### Your task
The answer must match the listing exactly, with every line written out again.

= = =

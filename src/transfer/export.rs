//! CSV export of read-visible scalar and enum fields.

use crate::error::AppError;
use crate::settings::{ColumnInfo, ResolvedEntity, ScalarType};
use csv::Writer;
use serde_json::Value;

/// Exported columns, in settings order.
pub fn export_columns(entity: &ResolvedEntity) -> Vec<&ColumnInfo> {
    entity.columns.iter().filter(|c| c.visibility.read).collect()
}

fn cell_text(col: &ColumnInfo, v: Option<&Value>) -> String {
    match v {
        None | Some(Value::Null) => String::new(),
        Some(v) if col.scalar == ScalarType::Json || col.is_list => v.to_string(),
        Some(Value::Bool(b)) => b.to_string(),
        Some(Value::Number(n)) => n.to_string(),
        Some(Value::String(s)) => s.clone(),
        Some(other) => other.to_string(),
    }
}

/// Header row of field names, then one line per row.
pub fn export_csv(entity: &ResolvedEntity, rows: &[Value]) -> Result<String, AppError> {
    let columns = export_columns(entity);
    let mut writer = Writer::from_writer(Vec::new());
    writer.write_record(columns.iter().map(|c| c.field.as_str()))?;
    for row in rows {
        writer.write_record(columns.iter().map(|c| cell_text(c, row.get(&c.field))))?;
    }
    let bytes = writer
        .into_inner()
        .map_err(|e| AppError::Internal(format!("csv export: {}", e)))?;
    String::from_utf8(bytes).map_err(|e| AppError::Internal(format!("csv export: {}", e)))
}

#[cfg(test)]
mod tests {
    use super::*;
    use crate::test_support::blog;
    use serde_json::json;

    #[test]
    fn header_and_cells() {
        let s = blog();
        let post = s.entity("Post").unwrap();
        let rows = vec![
            json!({ "id": 1, "title": "Hello, \"world\"", "published": true, "views": 3,
                    "metadata": { "a": [1] }, "authorId": null, "updatedAt": "2024-01-02T03:04:05" }),
            json!({ "id": 2, "title": "x", "published": false, "views": 0, "metadata": "s" }),
        ];
        let out = export_csv(post, &rows).unwrap();
        let lines: Vec<&str> = out.lines().collect();
        assert_eq!(lines[0], "id,title,published,views,metadata,authorId,updatedAt");
        assert_eq!(
            lines[1],
            r#"1,"Hello, ""world""",true,3,"{""a"":[1]}",,2024-01-02T03:04:05"#
        );
        assert_eq!(lines[2], r#"2,x,false,0,"""s""",,"#);
    }
}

= = =

### Answer box
filename src/transfer/export.rs
//! CSV export of read-visible scalar and enum fields.

use crate::error::AppError;
use crate::settings::{ColumnInfo, ResolvedEntity, ScalarType};
use csv::Writer;
use serde_json::Value;

/// Exported columns, in settings order.
pub fn export_columns(entity: &ResolvedEntity) -> Vec<&ColumnInfo> {
    entity.columns.iter().filter(|c| c.visibility.read).collect()
}

fn cell_text(col: &ColumnInfo, v: Option<&Value>) -> String {
    match v {
        None | Some(Value::Null) => String::new(),
        Some(v) if col.scalar == ScalarType::Json || col.is_list => v.to_string(),
        Some(Value::Bool(b)) => b.to_string(),
        Some(Value::Number(n)) => n.to_string(),
        Some(Value::String(s)) => s.clone(),
        Some(other) => other.to_string(),
    }
}

/// Header row of field names, then one line per row.
pub fn export_csv(entity: &ResolvedEntity, rows: &[Value]) -> Result<String, AppError> {
    let columns = export_columns(entity);
    let mut writer = Writer::from_writer(Vec::new());
    writer.write_record(columns.iter().map(|c| c.field.as_str()))?;
    for row in rows {
        writer.write_record(columns.iter().map(|c| cell_text(c, row.get(&c.field))))?;
    }
    let bytes = writer
        .into_inner()
        .map_err(|e| AppError::Internal(format!("csv export: {}", e)))?;
    String::from_utf8(bytes).map_err(|e| AppError::Internal(format!("csv export: {}", e)))
}

#[cfg(test)]
mod tests {
    use super::*;
    use crate::test_support::blog;
    use serde_json::json;

    #[test]
    fn header_and_cells() {
        let s = blog();
        let post = s.entity("Post").unwrap();
        let rows = vec![
            json!({ "id": 1, "title": "Hello, \"world\"", "published": true, "views": 3,
                    "metadata": { "a": [1] }, "authorId": null, "updatedAt": "2024-01-02T03:04:05" }),
            json!({ "id": 2, "title": "x", "published": false, "views": 0, "metadata": "s" }),
        ];
        let out = export_csv(post, &rows).unwrap();
        let lines: Vec<&str> = out.lines().collect();
        assert_eq!(lines[0], "id,title,published,views,metadata,authorId,updatedAt");
        assert_eq!(
            lines[1],
            r#"1,"Hello, ""world""",true,3,"{""a"":[1]}",,2024-01-02T03:04:05"#
        );
        assert_eq!(lines[2], r#"2,x,false,0,"""s""",,"#);
    }
}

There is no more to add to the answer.